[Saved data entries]
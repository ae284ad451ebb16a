//! Durable history storage

use crate::error::StorageError;
use async_trait::async_trait;
use netpulse_core::SpeedResult;
use std::fmt;
use std::io::ErrorKind;
use std::path::{Path, PathBuf};
use tracing::debug;

/// Fixed file name the history is persisted under
pub const HISTORY_FILE_NAME: &str = "netpulse-history.json";

/// Seam over durable history storage
#[async_trait]
pub trait HistoryStorage: Send + Sync + fmt::Debug {
    /// Load the persisted history, oldest first. Absent data loads as
    /// an empty history.
    async fn load(&self) -> Result<Vec<SpeedResult>, StorageError>;

    /// Replace the persisted history with `entries`
    async fn save(&self, entries: &[SpeedResult]) -> Result<(), StorageError>;
}

/// History storage writing one JSON file under a fixed name
#[derive(Debug, Clone)]
pub struct JsonFileStorage {
    path: PathBuf,
}

impl JsonFileStorage {
    /// Store the history as [`HISTORY_FILE_NAME`] inside `dir`
    pub fn new(dir: impl AsRef<Path>) -> Self {
        Self {
            path: dir.as_ref().join(HISTORY_FILE_NAME),
        }
    }

    /// Full path of the history file
    pub fn path(&self) -> &Path {
        &self.path
    }
}

#[async_trait]
impl HistoryStorage for JsonFileStorage {
    async fn load(&self) -> Result<Vec<SpeedResult>, StorageError> {
        let raw = match tokio::fs::read(&self.path).await {
            Ok(raw) => raw,
            Err(err) if err.kind() == ErrorKind::NotFound => {
                debug!("No history file at {}", self.path.display());
                return Ok(Vec::new());
            }
            Err(err) => return Err(StorageError::Io { source: err }),
        };
        serde_json::from_slice(&raw).map_err(|err| StorageError::Format {
            reason: err.to_string(),
        })
    }

    async fn save(&self, entries: &[SpeedResult]) -> Result<(), StorageError> {
        let raw = serde_json::to_vec_pretty(entries).map_err(|err| StorageError::Format {
            reason: err.to_string(),
        })?;
        if let Some(parent) = self.path.parent() {
            if !parent.as_os_str().is_empty() {
                tokio::fs::create_dir_all(parent).await?;
            }
        }
        tokio::fs::write(&self.path, raw).await?;
        debug!(
            "Persisted {} samples to {}",
            entries.len(),
            self.path.display()
        );
        Ok(())
    }
}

§ **How to complete this task**
Nothing but a number should be given: the count of lines above that hold "under".

§ **Result of the task**
2